What the task asks: Write out every entry below word for word, leaving nothing out.

Saved data entries
--- --- ---

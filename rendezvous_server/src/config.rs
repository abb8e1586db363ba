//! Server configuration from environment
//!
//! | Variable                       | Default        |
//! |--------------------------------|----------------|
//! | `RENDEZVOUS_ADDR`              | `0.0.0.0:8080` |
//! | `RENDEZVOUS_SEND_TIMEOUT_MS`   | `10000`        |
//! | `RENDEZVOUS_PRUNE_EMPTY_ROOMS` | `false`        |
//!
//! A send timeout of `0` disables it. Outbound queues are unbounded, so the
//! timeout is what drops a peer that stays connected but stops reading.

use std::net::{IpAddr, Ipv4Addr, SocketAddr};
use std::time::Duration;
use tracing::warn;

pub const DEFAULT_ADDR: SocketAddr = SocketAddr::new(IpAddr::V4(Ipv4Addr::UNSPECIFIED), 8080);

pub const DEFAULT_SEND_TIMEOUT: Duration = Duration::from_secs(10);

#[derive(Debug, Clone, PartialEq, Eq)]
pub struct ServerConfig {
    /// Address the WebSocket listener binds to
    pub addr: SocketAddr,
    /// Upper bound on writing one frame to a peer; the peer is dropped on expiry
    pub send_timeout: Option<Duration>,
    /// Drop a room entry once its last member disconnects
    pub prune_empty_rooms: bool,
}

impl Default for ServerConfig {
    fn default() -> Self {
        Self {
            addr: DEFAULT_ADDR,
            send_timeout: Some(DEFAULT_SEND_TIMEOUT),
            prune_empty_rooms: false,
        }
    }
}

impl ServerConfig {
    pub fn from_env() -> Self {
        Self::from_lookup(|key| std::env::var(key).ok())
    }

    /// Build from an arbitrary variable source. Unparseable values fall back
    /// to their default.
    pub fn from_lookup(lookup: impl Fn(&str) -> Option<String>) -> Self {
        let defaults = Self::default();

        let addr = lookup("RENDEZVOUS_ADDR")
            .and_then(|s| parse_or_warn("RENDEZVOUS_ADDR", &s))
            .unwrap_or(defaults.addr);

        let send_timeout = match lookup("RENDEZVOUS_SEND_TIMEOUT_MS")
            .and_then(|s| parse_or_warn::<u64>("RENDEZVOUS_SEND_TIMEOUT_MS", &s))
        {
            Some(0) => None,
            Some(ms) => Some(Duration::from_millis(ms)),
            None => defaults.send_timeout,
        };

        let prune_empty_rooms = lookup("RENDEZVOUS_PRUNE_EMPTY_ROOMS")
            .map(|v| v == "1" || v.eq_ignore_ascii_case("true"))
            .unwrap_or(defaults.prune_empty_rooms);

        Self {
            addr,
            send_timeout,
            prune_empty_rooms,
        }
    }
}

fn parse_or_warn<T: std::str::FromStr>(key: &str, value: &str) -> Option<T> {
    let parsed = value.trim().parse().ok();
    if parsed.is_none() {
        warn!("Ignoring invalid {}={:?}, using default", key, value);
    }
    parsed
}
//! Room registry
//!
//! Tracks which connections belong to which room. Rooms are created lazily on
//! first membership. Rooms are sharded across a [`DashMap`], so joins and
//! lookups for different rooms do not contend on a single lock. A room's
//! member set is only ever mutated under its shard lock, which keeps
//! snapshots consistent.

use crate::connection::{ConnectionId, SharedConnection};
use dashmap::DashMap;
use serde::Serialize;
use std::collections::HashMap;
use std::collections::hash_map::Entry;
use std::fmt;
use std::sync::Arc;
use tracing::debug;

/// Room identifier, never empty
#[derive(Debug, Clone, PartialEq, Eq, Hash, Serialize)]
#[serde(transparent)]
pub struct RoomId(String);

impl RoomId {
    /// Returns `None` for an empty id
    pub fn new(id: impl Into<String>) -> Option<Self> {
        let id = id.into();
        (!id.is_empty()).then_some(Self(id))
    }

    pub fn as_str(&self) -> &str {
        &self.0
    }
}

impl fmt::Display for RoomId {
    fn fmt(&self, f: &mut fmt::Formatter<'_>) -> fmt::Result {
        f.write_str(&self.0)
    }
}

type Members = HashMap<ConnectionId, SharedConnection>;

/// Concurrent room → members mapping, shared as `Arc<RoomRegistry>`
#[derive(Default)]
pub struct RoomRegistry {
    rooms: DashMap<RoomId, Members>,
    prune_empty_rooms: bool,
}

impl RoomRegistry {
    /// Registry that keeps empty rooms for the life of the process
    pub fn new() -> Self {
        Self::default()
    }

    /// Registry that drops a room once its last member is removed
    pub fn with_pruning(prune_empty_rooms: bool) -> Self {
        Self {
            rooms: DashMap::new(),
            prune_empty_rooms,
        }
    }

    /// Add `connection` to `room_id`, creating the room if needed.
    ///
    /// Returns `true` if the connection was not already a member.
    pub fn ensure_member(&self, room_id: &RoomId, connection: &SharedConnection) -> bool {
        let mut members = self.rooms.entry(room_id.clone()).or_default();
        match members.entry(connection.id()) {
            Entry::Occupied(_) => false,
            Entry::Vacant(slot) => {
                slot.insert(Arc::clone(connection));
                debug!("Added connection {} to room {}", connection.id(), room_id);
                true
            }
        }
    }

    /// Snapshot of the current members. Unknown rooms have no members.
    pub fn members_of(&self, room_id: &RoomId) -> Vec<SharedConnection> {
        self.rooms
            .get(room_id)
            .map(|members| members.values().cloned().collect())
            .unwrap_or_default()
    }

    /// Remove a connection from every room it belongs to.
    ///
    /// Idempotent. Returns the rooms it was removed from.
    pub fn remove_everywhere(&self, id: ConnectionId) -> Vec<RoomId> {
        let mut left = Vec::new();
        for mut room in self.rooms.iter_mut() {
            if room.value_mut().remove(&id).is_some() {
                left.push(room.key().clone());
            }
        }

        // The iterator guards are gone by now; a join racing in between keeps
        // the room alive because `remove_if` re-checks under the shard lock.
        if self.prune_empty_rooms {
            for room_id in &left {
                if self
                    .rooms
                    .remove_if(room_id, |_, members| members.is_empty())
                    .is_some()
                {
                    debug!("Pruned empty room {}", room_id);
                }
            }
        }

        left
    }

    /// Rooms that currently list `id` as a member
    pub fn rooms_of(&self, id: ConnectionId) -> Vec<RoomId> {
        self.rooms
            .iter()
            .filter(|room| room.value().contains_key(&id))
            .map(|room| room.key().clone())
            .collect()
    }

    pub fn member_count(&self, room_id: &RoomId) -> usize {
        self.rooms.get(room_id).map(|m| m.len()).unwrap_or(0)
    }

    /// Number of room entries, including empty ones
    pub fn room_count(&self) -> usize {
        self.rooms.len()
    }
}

--- --- ---

Response area:
filename rendezvous_server/src/config.rs
repository abb8e1586db363ba
//! Server configuration from environment
//!
//! | Variable                       | Default        |
//! |--------------------------------|----------------|
//! | `RENDEZVOUS_ADDR`              | `0.0.0.0:8080` |
//! | `RENDEZVOUS_SEND_TIMEOUT_MS`   | `10000`        |
//! | `RENDEZVOUS_PRUNE_EMPTY_ROOMS` | `false`        |
//!
//! A send timeout of `0` disables it. Outbound queues are unbounded, so the
//! timeout is what drops a peer that stays connected but stops reading.

use std::net::{IpAddr, Ipv4Addr, SocketAddr};
use std::time::Duration;
use tracing::warn;

pub const DEFAULT_ADDR: SocketAddr = SocketAddr::new(IpAddr::V4(Ipv4Addr::UNSPECIFIED), 8080);

pub const DEFAULT_SEND_TIMEOUT: Duration = Duration::from_secs(10);

#[derive(Debug, Clone, PartialEq, Eq)]
pub struct ServerConfig {
    /// Address the WebSocket listener binds to
    pub addr: SocketAddr,
    /// Upper bound on writing one frame to a peer; the peer is dropped on expiry
    pub send_timeout: Option<Duration>,
    /// Drop a room entry once its last member disconnects
    pub prune_empty_rooms: bool,
}

impl Default for ServerConfig {
    fn default() -> Self {
        Self {
            addr: DEFAULT_ADDR,
            send_timeout: Some(DEFAULT_SEND_TIMEOUT),
            prune_empty_rooms: false,
        }
    }
}

impl ServerConfig {
    pub fn from_env() -> Self {
        Self::from_lookup(|key| std::env::var(key).ok())
    }

    /// Build from an arbitrary variable source. Unparseable values fall back
    /// to their default.
    pub fn from_lookup(lookup: impl Fn(&str) -> Option<String>) -> Self {
        let defaults = Self::default();

        let addr = lookup("RENDEZVOUS_ADDR")
            .and_then(|s| parse_or_warn("RENDEZVOUS_ADDR", &s))
            .unwrap_or(defaults.addr);

        let send_timeout = match lookup("RENDEZVOUS_SEND_TIMEOUT_MS")
            .and_then(|s| parse_or_warn::<u64>("RENDEZVOUS_SEND_TIMEOUT_MS", &s))
        {
            Some(0) => None,
            Some(ms) => Some(Duration::from_millis(ms)),
            None => defaults.send_timeout,
        };

        let prune_empty_rooms = lookup("RENDEZVOUS_PRUNE_EMPTY_ROOMS")
            .map(|v| v == "1" || v.eq_ignore_ascii_case("true"))
            .unwrap_or(defaults.prune_empty_rooms);

        Self {
            addr,
            send_timeout,
            prune_empty_rooms,
        }
    }
}

fn parse_or_warn<T: std::str::FromStr>(key: &str, value: &str) -> Option<T> {
    let parsed = value.trim().parse().ok();
    if parsed.is_none() {
        warn!("Ignoring invalid {}={:?}, using default", key, value);
    }
    parsed
}
//! Room registry
//!
//! Tracks which connections belong to which room. Rooms are created lazily on
//! first membership. Rooms are sharded across a [`DashMap`], so joins and
//! lookups for different rooms do not contend on a single lock. A room's
//! member set is only ever mutated under its shard lock, which keeps
//! snapshots consistent.

use crate::connection::{ConnectionId, SharedConnection};
use dashmap::DashMap;
use serde::Serialize;
use std::collections::HashMap;
use std::collections::hash_map::Entry;
use std::fmt;
use std::sync::Arc;
use tracing::debug;

/// Room identifier, never empty
#[derive(Debug, Clone, PartialEq, Eq, Hash, Serialize)]
#[serde(transparent)]
pub struct RoomId(String);

impl RoomId {
    /// Returns `None` for an empty id
    pub fn new(id: impl Into<String>) -> Option<Self> {
        let id = id.into();
        (!id.is_empty()).then_some(Self(id))
    }

    pub fn as_str(&self) -> &str {
        &self.0
    }
}

impl fmt::Display for RoomId {
    fn fmt(&self, f: &mut fmt::Formatter<'_>) -> fmt::Result {
        f.write_str(&self.0)
    }
}

type Members = HashMap<ConnectionId, SharedConnection>;

/// Concurrent room → members mapping, shared as `Arc<RoomRegistry>`
#[derive(Default)]
pub struct RoomRegistry {
    rooms: DashMap<RoomId, Members>,
    prune_empty_rooms: bool,
}

impl RoomRegistry {
    /// Registry that keeps empty rooms for the life of the process
    pub fn new() -> Self {
        Self::default()
    }

    /// Registry that drops a room once its last member is removed
    pub fn with_pruning(prune_empty_rooms: bool) -> Self {
        Self {
            rooms: DashMap::new(),
            prune_empty_rooms,
        }
    }

    /// Add `connection` to `room_id`, creating the room if needed.
    ///
    /// Returns `true` if the connection was not already a member.
    pub fn ensure_member(&self, room_id: &RoomId, connection: &SharedConnection) -> bool {
        let mut members = self.rooms.entry(room_id.clone()).or_default();
        match members.entry(connection.id()) {
            Entry::Occupied(_) => false,
            Entry::Vacant(slot) => {
                slot.insert(Arc::clone(connection));
                debug!("Added connection {} to room {}", connection.id(), room_id);
                true
            }
        }
    }

    /// Snapshot of the current members. Unknown rooms have no members.
    pub fn members_of(&self, room_id: &RoomId) -> Vec<SharedConnection> {
        self.rooms
            .get(room_id)
            .map(|members| members.values().cloned().collect())
            .unwrap_or_default()
    }

    /// Remove a connection from every room it belongs to.
    ///
    /// Idempotent. Returns the rooms it was removed from.
    pub fn remove_everywhere(&self, id: ConnectionId) -> Vec<RoomId> {
        let mut left = Vec::new();
        for mut room in self.rooms.iter_mut() {
            if room.value_mut().remove(&id).is_some() {
                left.push(room.key().clone());
            }
        }

        // The iterator guards are gone by now; a join racing in between keeps
        // the room alive because `remove_if` re-checks under the shard lock.
        if self.prune_empty_rooms {
            for room_id in &left {
                if self
                    .rooms
                    .remove_if(room_id, |_, members| members.is_empty())
                    .is_some()
                {
                    debug!("Pruned empty room {}", room_id);
                }
            }
        }

        left
    }

    /// Rooms that currently list `id` as a member
    pub fn rooms_of(&self, id: ConnectionId) -> Vec<RoomId> {
        self.rooms
            .iter()
            .filter(|room| room.value().contains_key(&id))
            .map(|room| room.key().clone())
            .collect()
    }

    pub fn member_count(&self, room_id: &RoomId) -> usize {
        self.rooms.get(room_id).map(|m| m.len()).unwrap_or(0)
    }

    /// Number of room entries, including empty ones
    pub fn room_count(&self) -> usize {
        self.rooms.len()
    }
}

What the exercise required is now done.